Гарри прикрывает глаза и по привычке устало трёт лоб. Только сейчас он понимает весь парадокс ситуации. Если он хочет осуществить задуманное, ему не нужно делать вид, что он стал одним из них — он должен им стать. По доброй воле, искренне. Нужно не просто что-то менять, нужно меняться самому. Не за один день, разумеется, а медленно, постепенно, убедительно. Он не сможет притворяться, он должен оставаться собой. Значит, больше никаких игр. И если ему кто-то и сможет помочь прижиться, то лишь один человек. И сейчас он сидит напротив. От осознания этого делается по-настоящему страшно, но он справляется с собой, открывает глаза и смотрит в лицо Риддлу. Если он хочет получить доверие, он сам должен быть открыт и честен.

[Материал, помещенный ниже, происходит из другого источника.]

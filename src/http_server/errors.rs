//! # API Errors
//!
//! Error types for the HTTP layer. Validation and arithmetic-domain
//! failures surface as 400 with their human-readable message; storage
//! faults surface as 500 with an endpoint-generic message.

use axum::http::StatusCode;
use axum::response::{IntoResponse, Response};
use axum::Json;
use serde::Serialize;
use thiserror::Error;

use crate::arithmetic::ArithmeticError;
use crate::validation::ValidationError;

/// Result type for API handlers
pub type ApiResult<T> = Result<T, ApiError>;

/// API errors
#[derive(Debug, Clone, Error)]
pub enum ApiError {
    // ==================
    // Client Errors (400)
    // ==================
    /// Missing or non-numeric operand
    #[error("{0}")]
    InvalidOperand(String),

    /// Zero divisor on divide
    #[error("It's not possible to divide by 0")]
    DivisionByZero,

    /// Negative operand on square-root
    #[error("Cannot compute the square root of a negative number")]
    NegativeOperand,

    /// Operation name outside the enumerated set
    #[error("Unknown operation: {0}")]
    UnknownOperation(String),

    /// CRUD miss. The documented contract reports 400 here, not 404 -
    /// kept as-is; clients depend on it.
    #[error("Calculation not found")]
    NotFound,

    // ==================
    // Server Errors (500)
    // ==================
    /// Storage fault, carrying the endpoint's generic message
    #[error("{0}")]
    Storage(String),
}

impl ApiError {
    /// Get HTTP status code for this error
    pub fn status_code(&self) -> StatusCode {
        match self {
            ApiError::InvalidOperand(_) => StatusCode::BAD_REQUEST,
            ApiError::DivisionByZero => StatusCode::BAD_REQUEST,
            ApiError::NegativeOperand => StatusCode::BAD_REQUEST,
            ApiError::UnknownOperation(_) => StatusCode::BAD_REQUEST,
            ApiError::NotFound => StatusCode::BAD_REQUEST,
            ApiError::Storage(_) => StatusCode::INTERNAL_SERVER_ERROR,
        }
    }
}

impl From<ValidationError> for ApiError {
    fn from(err: ValidationError) -> Self {
        ApiError::InvalidOperand(err.to_string())
    }
}

impl From<ArithmeticError> for ApiError {
    fn from(err: ArithmeticError) -> Self {
        match err {
            ArithmeticError::DivisionByZero => ApiError::DivisionByZero,
            ArithmeticError::NegativeOperand => ApiError::NegativeOperand,
            ArithmeticError::UnknownOperation(name) => ApiError::UnknownOperation(name),
            ArithmeticError::MissingOperand(_) => ApiError::InvalidOperand(err.to_string()),
        }
    }
}

/// Error response body
#[derive(Debug, Serialize)]
pub struct ErrorBody {
    pub error: String,
}

impl IntoResponse for ApiError {
    fn into_response(self) -> Response {
        let status = self.status_code();
        let body = Json(ErrorBody {
            error: self.to_string(),
        });
        (status, body).into_response()
    }
}

#[cfg(test)]
mod tests {
    use super::*;

    #[test]
    fn test_status_codes() {
        assert_eq!(
            ApiError::InvalidOperand("bad".to_string()).status_code(),
            StatusCode::BAD_REQUEST
        );
        assert_eq!(ApiError::DivisionByZero.status_code(), StatusCode::BAD_REQUEST);
        assert_eq!(
            ApiError::Storage("down".to_string()).status_code(),
            StatusCode::INTERNAL_SERVER_ERROR
        );
    }

    #[test]
    fn test_not_found_is_400() {
        // Deliberate: the history endpoints report a miss as 400
        assert_eq!(ApiError::NotFound.status_code(), StatusCode::BAD_REQUEST);
    }

    #[test]
    fn test_validation_error_conversion() {
        let err = ApiError::from(ValidationError::InvalidBinaryOperands);
        assert_eq!(err.to_string(), "number1 and number2 must be numbers");
        assert_eq!(err.status_code(), StatusCode::BAD_REQUEST);
    }

    #[test]
    fn test_arithmetic_error_conversion() {
        assert!(matches!(
            ApiError::from(ArithmeticError::DivisionByZero),
            ApiError::DivisionByZero
        ));
        assert!(matches!(
            ApiError::from(ArithmeticError::UnknownOperation("cube".to_string())),
            ApiError::UnknownOperation(_)
        ));
    }
}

— Пожалуйста, помогите мне советом, — тихо просит Гарри, и Риддл заинтересованно кивает. — Я чувствую себя здесь чужим. И не только потому, что меня окружают вр… Пожиратели, — быстро исправляется он, но Риддл хмурится и качает головой.
— Нет, Гарри, называй вещи своими именами. Три дня назад все они были твоими врагами и, не задумываясь, убили бы, если бы представилась такая возможность. За столь короткий срок мало что изменилось. Они до сих пор считают тебя опасным пленником, а ты их — врагами.

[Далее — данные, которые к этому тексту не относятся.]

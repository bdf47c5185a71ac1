//! calcd CLI entry point
//!
//! This is a minimal entrypoint that:
//! 1. Parses CLI arguments (via cli::run)
//! 2. Dispatches to CLI commands (via cli::run)
//! 3. Prints errors to stderr
//! 4. Exits with non-zero on failure
//!
//! All logic is delegated to the CLI module.

use calcd::cli;

fn main() {
    if let Err(e) = cli::run() {
        eprintln!("{}", e);
        std::process::exit(1);
    }
}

— Помогите мне это изменить. Что я должен делать, чтобы добиться?.. Ну, не расположения, конечно, но хотя бы нормального серьёзного отношения.
— Тебе двадцать лет, а ты спрашиваешь у меня, как общаться с людьми, — усмехается Риддл. — Относись к ним так же, как хочешь, чтобы они относились к тебе. Хочешь, чтобы на тебя обращали внимание — заводи разговор первым. Хочешь, чтобы к твоему мнению прислушивались — подавай адекватные идеи. Хочешь понимать, о чём идёт разговор — попроси ввести в курс дела. Если чем-то интересуешься — спроси. От тебя не станут нарочно скрывать то, что не является тайной. Марк, конечно, проводит с тобой немало времени, но он не единственный, с кем тебе придётся работать в дальнейшем. Лучше наладить контакты сейчас, чтобы потом быть уверенным, что тебя не подставят.

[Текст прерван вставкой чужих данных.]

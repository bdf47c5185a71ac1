//! # Record Service
//!
//! Persists and retrieves calculation records through the document-store
//! seam. Creation after a successful arithmetic evaluation is best-effort:
//! a persistence failure is logged and swallowed because the computed
//! result, not durability, is the primary deliverable of an operation
//! request. Reads, updates and deletes propagate store faults to the
//! caller.

use std::sync::Arc;

use crate::observability::Logger;
use crate::store::{CalculationDraft, CalculationRecord, DocumentStore, StoreResult};

/// Service over the document store holding calculation records
#[derive(Clone)]
pub struct CalculationService {
    store: Arc<dyn DocumentStore>,
    logger: Logger,
}

impl CalculationService {
    pub fn new(store: Arc<dyn DocumentStore>, logger: Logger) -> Self {
        Self { store, logger }
    }

    /// Best-effort create: persist the completed calculation if the store
    /// allows it. Returns the stored record when persistence succeeded.
    pub async fn record(&self, draft: CalculationDraft) -> Option<CalculationRecord> {
        match self.store.insert(draft).await {
            Ok(record) => {
                self.logger
                    .trace("calculation_saved", &[("id", &record.id)]);
                Some(record)
            }
            Err(err) => {
                self.logger
                    .error("calculation_save_failed", &[("error", &err.to_string())]);
                None
            }
        }
    }

    /// All records, most-recently-created first.
    pub async fn list_all(&self) -> StoreResult<Vec<CalculationRecord>> {
        self.store.find_all().await
    }

    /// One record by id.
    pub async fn get(&self, id: &str) -> StoreResult<CalculationRecord> {
        self.store.find_by_id(id).await
    }

    /// Replace operation/number1/number2/result on an existing record.
    /// The stored `result` is whatever the caller submitted; it is not
    /// recomputed against the operands.
    pub async fn update(
        &self,
        id: &str,
        fields: CalculationDraft,
    ) -> StoreResult<CalculationRecord> {
        self.store.update_by_id(id, fields).await
    }

    /// Remove a record by id.
    pub async fn delete(&self, id: &str) -> StoreResult<CalculationRecord> {
        self.store.delete_by_id(id).await
    }
}

#[cfg(test)]
mod tests {
    use super::*;
    use crate::arithmetic::Operation;
    use crate::store::{MemoryStore, StoreError};

    fn service_over(store: Arc<MemoryStore>) -> CalculationService {
        CalculationService::new(store, Logger::new("calcd-test"))
    }

    fn draft() -> CalculationDraft {
        CalculationDraft::new(Operation::Add, 2.0, Some(3.0), 5.0)
    }

    #[tokio::test]
    async fn test_record_returns_stored_record() {
        let store = Arc::new(MemoryStore::new());
        let service = service_over(store);

        let stored = service.record(draft()).await.expect("persisted");
        assert_eq!(stored.result, 5.0);

        let listed = service.list_all().await.unwrap();
        assert_eq!(listed.len(), 1);
        assert_eq!(listed[0].id, stored.id);
    }

    #[tokio::test]
    async fn test_record_swallows_store_failure() {
        let store = Arc::new(MemoryStore::new());
        store.set_connected(false);
        let service = service_over(store);

        // No error escapes; the caller just gets no stored record.
        assert!(service.record(draft()).await.is_none());
    }

    #[tokio::test]
    async fn test_reads_propagate_faults() {
        let store = Arc::new(MemoryStore::new());
        store.set_connected(false);
        let service = service_over(store);

        assert!(matches!(
            service.list_all().await,
            Err(StoreError::Unavailable(_))
        ));
    }
}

— Вряд ли здесь есть хоть один Пожиратель, с котором мне бы хотелось наладить контакт, — мрачно усмехается Гарри.
— Так не нужно себя насиловать. Если тебе не нравится человек, не стоит делать вид, что ты к нему расположен. Я не навожу иллюзий, что поместье — это большая дружная семья. У всех разные интересы и разные отношения. Например, Мальсибер — ублюдок. Но ублюдок умный, полезный и хитрый, об этом нужно помнить и не подходить к нему близко, если нет необходимости. Белла — истеричка, и с ней справляемся только мы с Люциусом. Но она исполнительна, а это порой просто необходимо. Её настроение меняется с невообразимой скоростью, поэтому, если угадать момент, из врага её легко можно сделать союзником. Люциус… — Риддл на несколько секунд замолкает, словно что-то обдумывая. — Я выделяю его из прочих, и с ним тебе нужно поддерживать хорошие отношения, но это будет очень непросто. Он до сих пор не может забыть, как ты испортил ему карьеру, и не будет относиться к тебе, как к равному. К тому же, он считает, что многие неудачи Драко связаны с тобой. Лично я не вижу здесь связи — просто его сын лишь жалкое подобие человека. Но Люциус думает иначе. Эйвери — это отдельный разговор. Он слишком хорошо умеет разделять работу и личные отношения. Он может проклясть тебя утром за провинность, а вечером распивать с тобой огневиски. Он относится к тебе нейтрально и не учитывает того, что случилось в первый день. Так что и тебе советую забыть об этом эпизоде. Остальные… У них нет к тебе личных счётов. Твои бывшие однокурсники настроены невраждебно, за исключением Драко, конечно. Эта мелкая пакость не упустит случая ударить тебя в спину.
— Почему вы его так не любите? — осмеливается спросить Гарри, пригубив ещё коньяка.